The Serial Out node is the writing complement to the Serial input. Wire any source — a key, a MIDI knob, a Resolume-in subscription — into a serial-out, and the value goes straight to a COM port. If you've been wishing your Arduino LED ring would mirror the Resolume opacity slider, this is what closes the loop.
Where it lives
Add one with the Serial Out button on the topbar. The node body shows the chosen port, baud rate, and the current payload template. Like every sink it has a left-side input handle.
Inspector
Each serial-out node carries:
- Port — picked from the OS's COM-port list. Refresh re-queries
serialport.list(). If you select a port that disappears (cable unplugged, firmware reset), the picker remembers the choice and tags it as(offline)until it reappears. - Baud rate — matches your firmware's
Serial.begin(). Defaults to 9600. - Payload template — the bytes XOSC writes on each fire. See Placeholders below.
- Line ending — appended raw after the rendered template. Defaults to
\n, which is what most Arduino sketches read withSerial.readStringUntil('\n'). - Trigger mode — same semantics as OSC out: Pulse fires on press, Toggle alternates 1/0, Hold sends 1 down + 0 up. Continuous inputs (CC, axis, parameter feedback) ignore trigger mode and stream the normalized value.
Placeholders
The payload template is sent verbatim with these substitutions:
| Placeholder | Replaced with |
| ----------- | -------------------------------------------------------------- |
| {v} | The 0..1 normalized value, formatted to 3 decimals (0.500) |
| {V} | The same value scaled to 0..255 as a byte string (128) |
| {s} | 1 or 0 reflecting press / toggle / hold state |
Discrete pulse fires use 1 for {v} / 255 for {V} / 1 for {s}. The line ending is appended after substitution.
Useful templates
{V}— bare 0..255 byte. Pair withSerial.parseInt()on the firmware side.LED:{V}— labelled command. Lets the same firmware multiplex many LEDs without ambiguity.{v}— 0..1 float. Useful when the firmware does its own scaling (e.g. PWM duty cycle).{s}— bare state. For button-mirror firmware where you only need on / off.
Sharing a port with a serial-input node
This is supported and probably what you want. XOSC's serial bridge opens each (path, baudRate) once; the same handle reads incoming bytes (for the input node) and writes outgoing bytes (for the output node). If two nodes pick conflicting baud rates, the first to open wins and the bridge logs a warning — fix it by setting both to the same rate.
Example: Arduino LED mirror
The Arduino sketch:
const int LED_PIN = 9; // PWM-capable
void setup() {
pinMode(LED_PIN, OUTPUT);
Serial.begin(115200);
}
void loop() {
if (Serial.available()) {
int v = Serial.parseInt();
analogWrite(LED_PIN, constrain(v, 0, 255));
while (Serial.available()) Serial.read(); // drain to next \n
}
}
In XOSC, add a resolume-in subscribed to /composition/layers/1/video/opacity, a serial-out with {V} payload at 115200 baud, and wire them together.
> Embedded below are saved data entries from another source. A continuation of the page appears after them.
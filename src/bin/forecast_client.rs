//! Console client sample
//!
//! Fetches the weather forecast from a running API service and prints it
//! as a table. The service base URL comes from the `API_URL` environment
//! variable. Declares its own forecast record rather than sharing types
//! with the service; the JSON contract is the interface.

use std::time::Duration;

use chrono::{DateTime, Utc};
use serde::Deserialize;

const DEFAULT_API_URL: &str = "http://localhost:8111";
const REQUEST_TIMEOUT: Duration = Duration::from_secs(10);

/// Forecast record as served by `/api/weatherforecast`
#[derive(Debug, Deserialize)]
#[serde(rename_all = "camelCase")]
struct WeatherForecast {
    date: DateTime<Utc>,
    temperature_c: i32,
    temperature_f: i32,
    summary: String,
}

/// Render forecasts as an aligned table
fn render_table(forecasts: &[WeatherForecast]) -> String {
    let mut out = String::new();
    out.push_str(&format!(
        "{:<12} {:>7} {:>7}  {}\n",
        "Date", "Temp C", "Temp F", "Summary"
    ));
    for forecast in forecasts {
        // Render the date first; chrono's lazy formatter ignores width specs
        let date = forecast.date.format("%Y-%m-%d").to_string();
        out.push_str(&format!(
            "{:<12} {:>7} {:>7}  {}\n",
            date, forecast.temperature_c, forecast.temperature_f, forecast.summary
        ));
    }
    out
}

#[tokio::main]
async fn main() -> Result<(), Box<dyn std::error::Error>> {
    let api_url = std::env::var("API_URL").unwrap_or_else(|_| DEFAULT_API_URL.to_string());

    let client = reqwest::Client::builder()
        .timeout(REQUEST_TIMEOUT)
        .build()?;

    let health = client
        .get(format!("{api_url}/health"))
        .send()
        .await?
        .error_for_status()?
        .text()
        .await?;
    println!("Service health: {health}");

    let forecasts: Vec<WeatherForecast> = client
        .get(format!("{api_url}/api/weatherforecast"))
        .send()
        .await?
        .error_for_status()?
        .json()
        .await?;

    print!("{}", render_table(&forecasts));
    Ok(())
}

#[cfg(test)]
mod tests {
    use super::*;
    use chrono::TimeZone;

    #[test]
    fn test_render_table() {
        let forecasts = vec![WeatherForecast {
            date: Utc.with_ymd_and_hms(2026, 8, 8, 12, 0, 0).unwrap(),
            temperature_c: 21,
            temperature_f: 69,
            summary: "Mild".to_string(),
        }];
        let table = render_table(&forecasts);
        assert!(table.contains("2026-08-08"));
        assert!(table.contains("21"));
        assert!(table.contains("69"));
        assert!(table.contains("Mild"));
    }

    #[test]
    fn test_render_table_header_only_when_empty() {
        let table = render_table(&[]);
        assert_eq!(table.lines().count(), 1);
        assert!(table.contains("Summary"));
    }
}
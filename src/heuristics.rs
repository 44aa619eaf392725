//! Goal test and cost-to-go estimates for the search drivers.
use crate::engine::{Board, GOAL_TARGET};

/// Signature shared by all heuristics: an estimate of the number of moves
/// still needed to solve `board`.
pub type HeuristicFn = fn(&Board) -> u32;

/// Returns `true` iff the goal block sits at `GOAL_TARGET`.
///
/// # Examples
/// ```
/// use hrd_solver::engine::Board;
/// use hrd_solver::heuristics::is_goal;
/// assert!(!is_goal(&Board::classic()));
/// ```
pub fn is_goal(board: &Board) -> bool {
    board.goal_anchor() == GOAL_TARGET
}

/// Manhattan distance from the goal block's top-left cell to `GOAL_TARGET`.
///
/// Every move shifts the goal block by at most one cell along one axis, so
/// this never overestimates the remaining moves. Unit move costs make it
/// consistent as well, which A* relies on for optimality.
pub fn manhattan_distance(board: &Board) -> u32 {
    let (row, col) = board.goal_anchor();
    (row.abs_diff(GOAL_TARGET.0) + col.abs_diff(GOAL_TARGET.1)) as u32
}

/// Always zero. A* with this heuristic degrades to uniform-cost search,
/// which is used as a reference for optimal solution lengths.
pub fn zero(_board: &Board) -> u32 {
    0
}

#[cfg(test)]
mod tests {
    use super::*;
    use crate::utils::board_from_str_array;

    #[test]
    fn test_manhattan_distance_classic() {
        // Goal block starts at (0, 1): three rows above the exit.
        assert_eq!(manhattan_distance(&Board::classic()), 3);
    }

    #[test]
    fn test_manhattan_distance_counts_both_axes() {
        let board = board_from_str_array(&["^^^^", "vvvv", "^2..", "v211", "<>11"]).unwrap();
        assert_eq!(board.goal_anchor(), (3, 2));
        assert_eq!(manhattan_distance(&board), 1);
        assert!(!is_goal(&board));
    }

    #[test]
    fn test_goal_reached() {
        let board = board_from_str_array(&["^^^^", "vvvv", "^..^", "v11v", "2112"]).unwrap();
        assert!(is_goal(&board));
        assert_eq!(manhattan_distance(&board), 0);
        assert_eq!(zero(&board), 0);
    }
}
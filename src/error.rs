//! Error types shared by the board model, the parser and the search drivers.
//!
//! Running out of frontier is not an error: the search drivers report it as
//! `Ok(None)`.
use thiserror::Error;

/// A layout that breaks the puzzle invariants.
#[derive(Debug, Error, Clone, Copy, PartialEq, Eq)]
pub enum BoardError {
    /// A piece covers a cell outside the 4x5 grid.
    #[error("piece covers cell ({row}, {col}) outside the board")]
    OutOfBounds { row: usize, col: usize },
    /// Two pieces cover the same cell.
    #[error("pieces overlap at cell ({row}, {col})")]
    Overlap { row: usize, col: usize },
    #[error("board has no goal piece")]
    MissingGoal,
    #[error("board has more than one goal piece")]
    DuplicateGoal,
    /// The layout does not leave exactly two cells empty.
    #[error("board has {0} empty cells, expected 2")]
    EmptyCellCount(usize),
    /// A move refers to a piece index the board does not have.
    #[error("no piece with index {0}")]
    UnknownPiece(usize),
}

/// Failure to turn puzzle text into a `Board`.
#[derive(Debug, Error)]
pub enum ParseError {
    #[error("unrecognized character '{ch}' in row {row} col {col}")]
    UnrecognizedSymbol { ch: char, row: usize, col: usize },
    #[error("expected {expected} rows, found {found}")]
    RowCount { expected: usize, found: usize },
    #[error("row {row} has {found} characters (expected {expected})")]
    RowLength {
        row: usize,
        expected: usize,
        found: usize,
    },
    /// The pieces read from the text draw a different picture than the text
    /// itself, e.g. a lone domino half or a misshapen goal block.
    #[error("cell ({row}, {col}) does not match the pieces placed on the board")]
    InconsistentLayout { row: usize, col: usize },
    #[error("invalid board: {0}")]
    Board(#[from] BoardError),
    #[error("failed to read puzzle file: {0}")]
    Io(#[from] std::io::Error),
}

/// Failure of a search run. All variants abort the search.
#[derive(Debug, Error, Clone, Copy, PartialEq, Eq)]
pub enum SearchError {
    /// Move application produced an invalid board.
    #[error("successor generation failed: {0}")]
    Board(#[from] BoardError),
    /// Walking parent links from the goal did not reach the initial state.
    #[error("parent chain of goal at depth {goal_depth} does not lead back to the initial state")]
    BrokenParentChain { goal_depth: u32 },
    /// The configured expansion budget ran out before a goal was found.
    #[error("search stopped after expanding {expanded} states")]
    BudgetExceeded { expanded: usize },
}
use crate::engine::{Board, Orientation, Piece, PieceKind, Symbol, BOARD_HEIGHT, BOARD_WIDTH};
use crate::error::ParseError;
use std::fs;
use std::path::Path;

/// Parses the rows of a puzzle into a `Board`.
///
/// Each string slice is one row, top to bottom, using the puzzle alphabet:
/// - '1': a cell of the 2x2 goal block (its first occurrence in row-major
///   order is the block's top-left cell)
/// - '2': a 1x1 single
/// - '<' / '>': left / right half of a horizontal domino
/// - '^' / 'v': top / bottom half of a vertical domino
/// - '.': an empty cell
///
/// Exactly `BOARD_HEIGHT` rows of `BOARD_WIDTH` characters are required.
///
/// # Returns
/// * `Ok(Board)` if the text describes a valid layout.
/// * `Err(ParseError)` if the shape is wrong, a character is not in the
///   alphabet, the pieces break a board invariant, or the pieces found do
///   not redraw exactly the given text (a lone domino half, a goal block that
///   is not 2x2, ...).
///
/// # Examples
/// ```
/// use hrd_solver::utils::board_from_str_array;
/// use hrd_solver::engine::Board;
///
/// let board = board_from_str_array(&["^11^", "v11v", "^<>^", "v22v", "2..2"]).unwrap();
/// assert_eq!(board, Board::classic());
///
/// assert!(board_from_str_array(&["^11^", "v11v", "^<>^", "v22v", "2..X"]).is_err());
/// assert!(board_from_str_array(&["^11^", "v11v"]).is_err());
/// ```
pub fn board_from_str_array(s: &[&str]) -> Result<Board, ParseError> {
    if s.len() != BOARD_HEIGHT {
        return Err(ParseError::RowCount {
            expected: BOARD_HEIGHT,
            found: s.len(),
        });
    }

    let mut symbols = [[Symbol::Empty; BOARD_WIDTH]; BOARD_HEIGHT];
    let mut pieces = Vec::new();
    let mut goal_found = false;

    for (r, row_str) in s.iter().enumerate() {
        let length = row_str.chars().count();
        if length != BOARD_WIDTH {
            return Err(ParseError::RowLength {
                row: r,
                expected: BOARD_WIDTH,
                found: length,
            });
        }

        for (c, ch) in row_str.chars().enumerate() {
            let symbol = Symbol::from_char(ch).ok_or(ParseError::UnrecognizedSymbol {
                ch,
                row: r,
                col: c,
            })?;
            symbols[r][c] = symbol;

            // Only the top-left cell of each piece creates it.
            let kind = match symbol {
                Symbol::Goal if !goal_found => {
                    goal_found = true;
                    PieceKind::Goal
                }
                Symbol::Single => PieceKind::Single,
                Symbol::HorizontalLeft => PieceKind::Domino(Orientation::Horizontal),
                Symbol::VerticalTop => PieceKind::Domino(Orientation::Vertical),
                _ => continue,
            };
            pieces.push(Piece::new(kind, r, c));
        }
    }

    let board = Board::new(pieces)?;

    for (r, row) in symbols.iter().enumerate() {
        for (c, &symbol) in row.iter().enumerate() {
            if board.grid()[r][c] != symbol {
                return Err(ParseError::InconsistentLayout { row: r, col: c });
            }
        }
    }

    Ok(board)
}

/// Parses a whole puzzle text. Trailing whitespace and blank lines are ignored.
pub fn board_from_text(text: &str) -> Result<Board, ParseError> {
    let rows: Vec<&str> = text
        .lines()
        .map(str::trim_end)
        .filter(|line| !line.is_empty())
        .collect();
    board_from_str_array(&rows)
}

/// Loads the initial board from a puzzle file.
pub fn read_puzzle(path: &Path) -> Result<Board, ParseError> {
    let content = fs::read_to_string(path)?;
    board_from_text(&content)
}

/// Renders a solution: every board in order, each followed by a blank line.
pub fn solution_to_string(boards: &[Board]) -> String {
    let mut output = String::new();
    for board in boards {
        output.push_str(&board.to_string());
        output.push('\n');
    }
    output
}

/// Writes a solution file in the format of `solution_to_string`.
pub fn write_solution(path: &Path, boards: &[Board]) -> std::io::Result<()> {
    fs::write(path, solution_to_string(boards))
}

/// Reads back the boards of a solution file. Boards are separated by blank
/// lines.
pub fn parse_solution(text: &str) -> Result<Vec<Board>, ParseError> {
    let mut boards = Vec::new();
    let mut rows: Vec<&str> = Vec::new();

    for line in text.lines().map(str::trim_end) {
        if line.is_empty() {
            if !rows.is_empty() {
                boards.push(board_from_str_array(&rows)?);
                rows.clear();
            }
        } else {
            rows.push(line);
        }
    }
    if !rows.is_empty() {
        boards.push(board_from_str_array(&rows)?);
    }

    Ok(boards)
}
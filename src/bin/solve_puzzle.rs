use clap::Parser;
use hrd_solver::solver::{solve, Algorithm, SearchLimits};
use hrd_solver::utils::{read_puzzle, write_solution};
use log::info;
use std::path::PathBuf;
use std::process::ExitCode;
use std::time::Instant;

#[derive(Parser, Debug)]
#[clap(author, version, about, long_about = None)]
struct Args {
    /// The input file that contains the puzzle
    #[clap(long)]
    inputfile: PathBuf,

    /// The output file that receives the solution
    #[clap(long)]
    outputfile: PathBuf,

    /// The searching algorithm
    #[clap(long, value_enum)]
    algo: Algorithm,

    /// Give up after expanding this many states
    #[clap(long)]
    max_expansions: Option<usize>,
}

fn main() -> ExitCode {
    env_logger::init();
    let args = Args::parse();

    let board = match read_puzzle(&args.inputfile) {
        Ok(board) => board,
        Err(e) => {
            eprintln!("Failed to read puzzle from {}: {}", args.inputfile.display(), e);
            return ExitCode::FAILURE;
        }
    };
    info!("Loaded board from {}:\n{}", args.inputfile.display(), board);

    let limits = SearchLimits {
        max_expansions: args.max_expansions,
    };
    let started = Instant::now();
    let result = solve(&board, args.algo, limits);
    info!("{} search finished in {:.2?}", args.algo, started.elapsed());

    match result {
        Ok(Some(solution)) => {
            if let Err(e) = write_solution(&args.outputfile, &solution.boards) {
                eprintln!("Failed to write solution to {}: {}", args.outputfile.display(), e);
                return ExitCode::FAILURE;
            }
            println!(
                "Solved with {} in {} moves ({}).",
                args.algo, solution.depth, solution.stats
            );
            ExitCode::SUCCESS
        }
        Ok(None) => {
            eprintln!("No solution found.");
            ExitCode::FAILURE
        }
        Err(e) => {
            eprintln!("Search failed: {}", e);
            ExitCode::FAILURE
        }
    }
}
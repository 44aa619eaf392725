//! # Hua Rong Dao Solver Library
//!
//! This library solves the Hua Rong Dao (Klotski) sliding-block puzzle: a
//! 4x5 board holding one 2x2 goal block, 1x2 dominoes and 1x1 singles with
//! exactly two empty cells. A solution slides the goal block, one cell per
//! move, until its top-left cell reaches row 3, column 1.
//!
//! It is used by three binaries:
//! - `solve_puzzle`: Reads a puzzle file, solves it with A* or DFS and writes
//!   every board of the solution to an output file.
//! - `search_evaluator`: Compares the search strategies on seeded scrambles
//!   of the classic layout.
//! - `human_player`: Lets a person slide the pieces from the command line.
//!
//! ## Modules
//! - `engine`: The board model (`Board`, `Piece`, `Symbol`), piece lookup,
//!   the move legality checker and successor generation.
//! - `heuristics`: The goal test and the heuristics used by A*.
//! - `solver`: The state arena and the DFS and A* search drivers, plus
//!   solution reconstruction.
//! - `utils`: Parsing puzzle files and writing/reading solution files.
//! - `error`: Error types for invalid boards, bad input and failed searches.

pub mod engine;
pub mod error;
pub mod heuristics;
pub mod solver;
pub mod utils;
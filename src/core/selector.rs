use std::cmp::{Ordering, Reverse};
use std::collections::BinaryHeap;

/// Default number of candidates kept through selection
pub const DEFAULT_TOP_K: usize = 100;

/// Scores below this never enter the working set
pub const DEFAULT_MIN_SCORE: f64 = 0.05;

/// Ordering key: higher score is better, earlier arrival breaks ties
#[derive(Debug, Clone, Copy)]
struct RankKey {
    score: f64,
    arrival: u64,
}

impl PartialEq for RankKey {
    fn eq(&self, other: &Self) -> bool {
        self.cmp(other) == Ordering::Equal
    }
}

impl Eq for RankKey {}

impl Ord for RankKey {
    fn cmp(&self, other: &Self) -> Ordering {
        self.score
            .total_cmp(&other.score)
            .then_with(|| other.arrival.cmp(&self.arrival))
    }
}

impl PartialOrd for RankKey {
    fn partial_cmp(&self, other: &Self) -> Option<Ordering> {
        Some(self.cmp(other))
    }
}

/// Heap entry; only the key takes part in comparisons
#[derive(Debug)]
struct Entry<T> {
    key: RankKey,
    payload: T,
}

impl<T> PartialEq for Entry<T> {
    fn eq(&self, other: &Self) -> bool {
        self.key == other.key
    }
}

impl<T> Eq for Entry<T> {}

impl<T> Ord for Entry<T> {
    fn cmp(&self, other: &Self) -> Ordering {
        self.key.cmp(&other.key)
    }
}

impl<T> PartialOrd for Entry<T> {
    fn partial_cmp(&self, other: &Self) -> Option<Ordering> {
        Some(self.cmp(other))
    }
}

/// A payload that made the cut
#[derive(Debug, Clone)]
pub struct Selected<T> {
    pub score: f64,
    /// Position in the offered stream, 0-based
    pub arrival: u64,
    pub payload: T,
}

/// Keeps the `k` best-scoring payloads of an unbounded stream.
///
/// Backed by a min-heap of at most `k` entries so the current worst is
/// always at the top: O(N log K) time and O(K) space.
#[derive(Debug)]
pub struct TopKSelector<T> {
    k: usize,
    min_score: f64,
    heap: BinaryHeap<Reverse<Entry<T>>>,
    arrivals: u64,
}

impl<T> TopKSelector<T> {
    pub fn new(k: usize, min_score: f64) -> Self {
        Self {
            k,
            min_score,
            heap: BinaryHeap::with_capacity(k.min(4096)),
            arrivals: 0,
        }
    }

    pub fn len(&self) -> usize {
        self.heap.len()
    }

    pub fn is_empty(&self) -> bool {
        self.heap.is_empty()
    }

    /// Number of payloads offered so far
    pub fn offered(&self) -> u64 {
        self.arrivals
    }

    /// Lowest score currently retained
    pub fn threshold(&self) -> Option<f64> {
        self.heap.peek().map(|Reverse(entry)| entry.key.score)
    }

    /// Offer a payload; returns whether it is (for now) in the working set
    pub fn offer(&mut self, score: f64, payload: T) -> bool {
        let arrival = self.arrivals;
        self.arrivals += 1;

        if self.k == 0 || !score.is_finite() || score < self.min_score {
            return false;
        }

        let entry = Entry {
            key: RankKey { score, arrival },
            payload,
        };

        if self.heap.len() < self.k {
            self.heap.push(Reverse(entry));
            return true;
        }

        // Replace the current minimum only on a strictly greater score
        match self.heap.peek_mut() {
            Some(mut worst) if score > worst.0.key.score => {
                *worst = Reverse(entry);
                true
            }
            _ => false,
        }
    }

    /// Drain the working set, best first
    pub fn into_sorted_vec(self) -> Vec<Selected<T>> {
        // Ascending order of Reverse<Entry> is descending order of Entry
        self.heap
            .into_sorted_vec()
            .into_iter()
            .map(|Reverse(entry)| Selected {
                score: entry.key.score,
                arrival: entry.key.arrival,
                payload: entry.payload,
            })
            .collect()
    }
}
// Core algorithm exports
pub mod engine;
pub mod enrichment;
pub mod feedback;
pub mod filters;
pub mod matcher;
pub mod scoring;
pub mod selector;
pub mod subjects;

pub use engine::{validate_profile, EngineSettings, RankError, RankingEngine};
pub use enrichment::Enricher;
pub use feedback::FeedbackAdjuster;
pub use filters::{classify, InterestClassification, InterestFilter};
pub use matcher::{Matcher, RankingOutcome, ScoredCandidate, Shortlist};
pub use scoring::{default_scorers, score_breakdown, CandidateSignals, ScoreInput, Scorer};
pub use selector::{Selected, TopKSelector};
pub use subjects::{MatchResult, MatchStrategy, SubjectMatcher, SubjectProfile};
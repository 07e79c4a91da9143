use serde::{Deserialize, Serialize};
use std::collections::HashMap;
use validator::Validate;

use crate::core::engine::RankError;
use crate::models::domain::{PreferenceSet, RequesterProfile};
use crate::models::grade::Grade;

/// Request to rank courses for a requester
#[derive(Debug, Clone, Serialize, Deserialize, Validate)]
pub struct RankRequest {
    #[validate(length(min = 1))]
    #[serde(alias = "requester_id", rename = "requesterId")]
    pub requester_id: String,
    #[validate(length(min = 1))]
    pub subjects: Vec<String>,
    #[serde(alias = "predicted_grades", rename = "predictedGrades", default)]
    pub predicted_grades: HashMap<String, String>,
    #[serde(default)]
    pub preferences: PreferenceSet,
    /// Falls back to the configured default when absent
    #[validate(range(min = 1))]
    #[serde(default)]
    pub limit: Option<u16>,
}

impl RankRequest {
    /// Parse grades and build the request-scoped profile.
    ///
    /// Grade strings are the only part of the request that needs parsing;
    /// the remaining checks happen in the engine so non-HTTP callers get them too.
    pub fn into_profile(self) -> Result<RequesterProfile, RankError> {
        let mut predicted_grades = HashMap::with_capacity(self.predicted_grades.len());
        for (subject, raw) in self.predicted_grades {
            let grade: Grade = raw.parse().map_err(|e| {
                RankError::InvalidInput(format!("predicted grade for '{}': {}", subject, e))
            })?;
            predicted_grades.insert(subject, grade);
        }

        Ok(RequesterProfile {
            requester_id: self.requester_id,
            subjects: self.subjects,
            predicted_grades,
            preferences: self.preferences,
        })
    }
}
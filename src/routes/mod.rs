// Route exports
pub mod rankings;

use actix_web::web;

pub use rankings::AppState;

pub fn configure_routes(cfg: &mut web::ServiceConfig) {
    cfg.service(
        web::scope("/api/v1")
            .configure(rankings::configure),
    );
}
Nudge the Resolume slider; the LED dims and brightens with it.
Limits
- One write at a time per port. The bridge serialises calls; back-to-back fires queue up. At 60 Hz axis traffic this is fine; if you wire many continuous sources to the same port, raise the per-edge throttle.
- No flow control. If the firmware is slow to read its buffer it eventually overflows and bytes drop. Keep the firmware loop tight.